GIVEN RECORDS Block Start

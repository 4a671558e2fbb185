//! Monthly flow-meter photo log ("relevé du 20").
//!
//! Photos live under the photo directory in a `{site}_{month}_{year}`
//! folder; the log (`releves_20.json`) keeps their paths relative to that
//! directory. There is at most one photo set per (site, month, year).

use std::collections::BTreeMap;
use std::fs;
use std::io::ErrorKind;
use std::path::{Component, Path, PathBuf};

use chrono::{Local, NaiveDateTime};
use log::{info, warn};
use serde::{Deserialize, Serialize};

use crate::error::{AppError, AppResult};
use crate::journal::Journal;
use crate::sites::{Site, slug};

pub const DUPLICATE_MESSAGE: &str = "Un relevé existe déjà pour ce site/mois/année";
pub const NO_PHOTO_MESSAGE: &str = "Veuillez sélectionner au moins une photo";

#[derive(Clone, Debug, PartialEq, Serialize, Deserialize)]
pub struct PhotoSet {
    pub site: Site,
    #[serde(rename = "mois")]
    pub month: u32,
    #[serde(rename = "annee")]
    pub year: i32,
    /// Flow meter name → path relative to the photo directory.
    pub photos: BTreeMap<String, String>,
    pub timestamp: String,
}

impl PhotoSet {
    fn is(&self, site: Site, month: u32, year: i32) -> bool {
        self.site == site && self.month == month && self.year == year
    }
}

/// One uploaded photo, already read from the request.
#[derive(Clone, Debug)]
pub struct Upload {
    pub meter: String,
    pub bytes: Vec<u8>,
}

pub struct PhotoLog {
    journal: Journal<PhotoSet>,
    dir: PathBuf,
}

impl PhotoLog {
    pub fn new(log_path: impl Into<PathBuf>, dir: impl Into<PathBuf>) -> Self {
        PhotoLog {
            journal: Journal::new(log_path),
            dir: dir.into(),
        }
    }

    pub fn dir(&self) -> &Path {
        &self.dir
    }

    /// Photo sets, newest (year, month) first.
    pub fn list(&self) -> AppResult<Vec<PhotoSet>> {
        let mut sets = self.journal.read()?;
        sets.sort_by(|a, b| (b.year, b.month).cmp(&(a.year, a.month)));
        Ok(sets)
    }

    pub fn find(&self, site: Site, month: u32, year: i32) -> AppResult<Option<PhotoSet>> {
        Ok(self.journal.read()?.into_iter().find(|s| s.is(site, month, year)))
    }

    /// Stores the uploads and logs the set. Nothing is written when a set
    /// already exists for the period or when there is no photo.
    pub fn record(&self, site: Site, month: u32, year: i32, uploads: Vec<Upload>) -> AppResult<PhotoSet> {
        if !(1..=12).contains(&month) {
            return Err(AppError::Validation(format!("Mois invalide : {}", month)));
        }
        let uploads: Vec<Upload> = uploads.into_iter().filter(|u| !u.bytes.is_empty()).collect();

        let outcome = self.journal.update(|sets| {
            if sets.iter().any(|s| s.is(site, month, year)) {
                return (false, Err(AppError::Validation(DUPLICATE_MESSAGE.to_string())));
            }
            if uploads.is_empty() {
                return (false, Err(AppError::Validation(NO_PHOTO_MESSAGE.to_string())));
            }

            let now = Local::now().naive_local();
            let mut photos = BTreeMap::new();
            for upload in &uploads {
                match self.store_photo(site, month, year, upload, now) {
                    Ok(path) => {
                        photos.insert(upload.meter.clone(), path);
                    }
                    Err(err) => {
                        self.remove_photos(photos.values());
                        return (false, Err(err));
                    }
                }
            }

            let set = PhotoSet {
                site,
                month,
                year,
                photos,
                timestamp: now.format("%Y-%m-%dT%H:%M:%S%.6f").to_string(),
            };
            sets.push(set.clone());
            (true, Ok(set))
        })?;

        let set = outcome?;
        info!("Recorded {} photos for {} {:02}/{}", set.photos.len(), site, month, year);
        Ok(set)
    }

    /// Deletes a set with its files and, once empty, its folder.
    pub fn delete(&self, site: Site, month: u32, year: i32) -> AppResult<bool> {
        self.journal.update(|sets| {
            let Some(index) = sets.iter().position(|s| s.is(site, month, year)) else {
                return (false, false);
            };
            let set = sets.remove(index);
            self.remove_photos(set.photos.values());

            let folder = self.dir.join(folder_name(site, month, year));
            let empty = fs::read_dir(&folder).map(|mut d| d.next().is_none()).unwrap_or(false);
            if empty {
                if let Err(err) = fs::remove_dir(&folder) {
                    warn!("Could not remove {}: {}", folder.display(), err);
                }
            }
            (true, true)
        })
    }

    fn store_photo(
        &self,
        site: Site,
        month: u32,
        year: i32,
        upload: &Upload,
        now: NaiveDateTime,
    ) -> AppResult<String> {
        let stamp = now.format("%Y%m%d_%H%M%S");
        let folder = folder_name(site, month, year);
        let file_name = format!("{}_{}.jpg", slug(&upload.meter), stamp);

        let in_folder = fs::create_dir_all(self.dir.join(&folder))
            .and_then(|_| fs::write(self.dir.join(&folder).join(&file_name), &upload.bytes));
        match in_folder {
            Ok(()) => Ok(format!("{}/{}", folder, file_name)),
            Err(err) => {
                warn!("Could not store photo in {}: {}, falling back to {}", folder, err, self.dir.display());
                let fallback = format!(
                    "{}_{}_{}_{}_{}.jpg",
                    slug(site.code()),
                    slug(&upload.meter),
                    month,
                    year,
                    stamp
                );
                fs::create_dir_all(&self.dir)?;
                fs::write(self.dir.join(&fallback), &upload.bytes)?;
                Ok(fallback)
            }
        }
    }

    fn remove_photos<'a>(&self, paths: impl Iterator<Item = &'a String>) {
        for relative in paths {
            let Some(path) = self.resolve(relative) else {
                warn!("Refusing to delete photo outside {}: {}", self.dir.display(), relative);
                continue;
            };
            match fs::remove_file(&path) {
                Ok(()) => {}
                Err(err) if err.kind() == ErrorKind::NotFound => {}
                Err(err) => warn!("Could not delete {}: {}", path.display(), err),
            }
        }
    }

    /// Absolute path of a stored photo; none for paths leaving the photo
    /// directory.
    pub fn resolve(&self, relative: &str) -> Option<PathBuf> {
        let relative = Path::new(relative);
        relative
            .components()
            .all(|c| matches!(c, Component::Normal(_)))
            .then(|| self.dir.join(relative))
    }
}

fn folder_name(site: Site, month: u32, year: i32) -> String {
    format!("{}_{}_{}", slug(site.code()), month, year)
}

#[cfg(feature = "web")]
pub use self::web::*;

#[cfg(feature = "web")]
mod web {
    use std::collections::HashMap;
    use std::sync::Arc;

    use axum::extract::{Extension, Multipart, Query, State};
    use axum::response::{Html, IntoResponse, Redirect, Response};
    use chrono::{Datelike, Local};
    use serde::{Deserialize, Serialize};

    use super::{PhotoSet, Upload};
    use crate::app::AppState;
    use crate::error::{AppError, AppResult};
    use crate::login::Role;
    use crate::params;
    use crate::sites::{Site, slug};

    #[derive(Debug, Deserialize)]
    pub struct PeriodQuery {
        pub site: Option<String>,
        pub mois: Option<String>,
        pub annee: Option<String>,
    }

    impl PeriodQuery {
        fn period(&self) -> Option<AppResult<(Site, u32, i32)>> {
            let (site, month, year) = (self.site.as_deref()?, self.mois.as_deref()?, self.annee.as_deref()?);
            Some(parse_period(site, month, year))
        }
    }

    fn parse_period(site: &str, month: &str, year: &str) -> AppResult<(Site, u32, i32)> {
        Ok((site.parse()?, params::month(month)?, params::year(year)?))
    }

    fn text<'a>(texts: &'a HashMap<String, String>, name: &str) -> &'a str {
        texts.get(name).map(String::as_str).unwrap_or_default()
    }

    #[derive(Serialize)]
    struct MeterField {
        name: &'static str,
        field: String,
    }

    #[derive(Serialize)]
    struct SiteForm {
        code: &'static str,
        meters: Vec<MeterField>,
    }

    #[derive(Serialize)]
    struct SetRow {
        site: Site,
        mois: u32,
        annee: i32,
        count: usize,
    }

    #[derive(Serialize)]
    struct LogPage {
        sites: Vec<SiteForm>,
        sets: Vec<SetRow>,
        site: Option<Site>,
        month: u32,
        year: i32,
        just_saved: bool,
        error: Option<String>,
    }

    #[derive(Serialize)]
    struct PhotoView {
        meter: String,
        path: String,
    }

    #[derive(Serialize)]
    struct PhotosPage {
        photos: Vec<PhotoView>,
    }

    fn log_page(
        state: &AppState,
        role: Role,
        saved: Option<&PhotoSet>,
        error: Option<String>,
    ) -> AppResult<Html<String>> {
        let today = Local::now().date_naive();
        let body = LogPage {
            sites: Site::ALL
                .iter()
                .map(|site| SiteForm {
                    code: site.code(),
                    meters: site
                        .flow_meters()
                        .iter()
                        .map(|name| MeterField {
                            name: *name,
                            field: slug(name),
                        })
                        .collect(),
                })
                .collect(),
            sets: state
                .photos
                .list()?
                .into_iter()
                .map(|set| SetRow {
                    site: set.site,
                    mois: set.month,
                    annee: set.year,
                    count: set.photos.len(),
                })
                .collect(),
            site: saved.map(|s| s.site),
            month: saved.map_or(today.month(), |s| s.month),
            year: saved.map_or(today.year(), |s| s.year),
            just_saved: saved.is_some(),
            error,
        };
        state.templates.render("releve_20", "Relevé du 20", Some(role), &body)
    }

    /// `GET /releve_20`
    pub async fn show_photo_log(
        State(state): State<Arc<AppState>>,
        Extension(role): Extension<Role>,
    ) -> AppResult<Html<String>> {
        log_page(&state, role, None, None)
    }

    /// Text fields and non-empty files of the upload form.
    async fn read_form(mut multipart: Multipart) -> AppResult<(HashMap<String, String>, HashMap<String, Vec<u8>>)> {
        let mut texts = HashMap::new();
        let mut files = HashMap::new();
        let invalid = |err: axum::extract::multipart::MultipartError| AppError::Validation(err.to_string());

        while let Some(field) = multipart.next_field().await.map_err(invalid)? {
            let Some(name) = field.name().map(str::to_string) else {
                continue;
            };
            if field.file_name().is_some() {
                let bytes = field.bytes().await.map_err(invalid)?;
                if !bytes.is_empty() {
                    files.insert(name, bytes.to_vec());
                }
            } else {
                texts.insert(name, field.text().await.map_err(invalid)?);
            }
        }
        Ok((texts, files))
    }

    /// `POST /releve_20`: one photo per flow meter, from the file picker or
    /// the camera input.
    pub async fn upload_photos(
        State(state): State<Arc<AppState>>,
        Extension(role): Extension<Role>,
        multipart: Multipart,
    ) -> AppResult<Html<String>> {
        let (texts, mut files) = read_form(multipart).await?;
        let parsed = parse_period(text(&texts, "site"), text(&texts, "mois"), text(&texts, "annee"));
        let (site, month, year) = match parsed {
            Ok(period) => period,
            Err(err) => return log_page(&state, role, None, Some(err.to_string())),
        };

        let uploads: Vec<Upload> = site
            .flow_meters()
            .iter()
            .filter_map(|meter| {
                let key = format!("photo_{}", slug(meter));
                let bytes = files.remove(&key).or_else(|| files.remove(&format!("{}_camera", key)))?;
                Some(Upload {
                    meter: meter.to_string(),
                    bytes,
                })
            })
            .collect();

        let outcome = {
            let state = state.clone();
            tokio::task::spawn_blocking(move || state.photos.record(site, month, year, uploads)).await?
        };
        match outcome {
            Ok(set) => log_page(&state, role, Some(&set), None),
            Err(AppError::Validation(message)) => log_page(&state, role, None, Some(message)),
            Err(err) => Err(err),
        }
    }

    /// `GET /voir_photos`
    pub async fn show_photos(
        State(state): State<Arc<AppState>>,
        Extension(role): Extension<Role>,
        Query(query): Query<PeriodQuery>,
    ) -> AppResult<Response> {
        let Some(Ok((site, month, year))) = query.period() else {
            return Ok(Redirect::to("/releve_20").into_response());
        };
        let Some(set) = state.photos.find(site, month, year)? else {
            return Ok(Redirect::to("/releve_20").into_response());
        };

        let photos = set
            .photos
            .iter()
            .map(|(meter, path)| PhotoView {
                meter: meter.clone(),
                path: path.split('/').map(|part| urlencoding::encode(part).into_owned()).collect::<Vec<_>>().join("/"),
            })
            .collect();
        let title = format!("Relevé {} {:02}/{}", site, month, year);
        Ok(state
            .templates
            .render("voir_photos", &title, Some(role), &PhotosPage { photos })?
            .into_response())
    }

    /// `GET /supprimer_releve`
    pub async fn delete_photos(State(state): State<Arc<AppState>>, Query(query): Query<PeriodQuery>) -> AppResult<Redirect> {
        if let Some(Ok((site, month, year))) = query.period() {
            let deleted = {
                let state = state.clone();
                tokio::task::spawn_blocking(move || state.photos.delete(site, month, year)).await??
            };
            if deleted {
                log::info!("Deleted photo set {} {:02}/{}", site, month, year);
            }
        }
        Ok(Redirect::to("/releve_20"))
    }
}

GIVEN RECORDS Block End

▶ **WHAT IS REQUIRED**
Reproduce every line from the entries that holds the word "Validation".

▶ **EXPECTED ANSWER**
            return Err(AppError::Validation(format!("Mois invalide : {}", month)));
                return (false, Err(AppError::Validation(DUPLICATE_MESSAGE.to_string())));
                return (false, Err(AppError::Validation(NO_PHOTO_MESSAGE.to_string())));
        let invalid = |err: axum::extract::multipart::MultipartError| AppError::Validation(err.to_string());
            Err(AppError::Validation(message)) => log_page(&state, role, None, Some(message)),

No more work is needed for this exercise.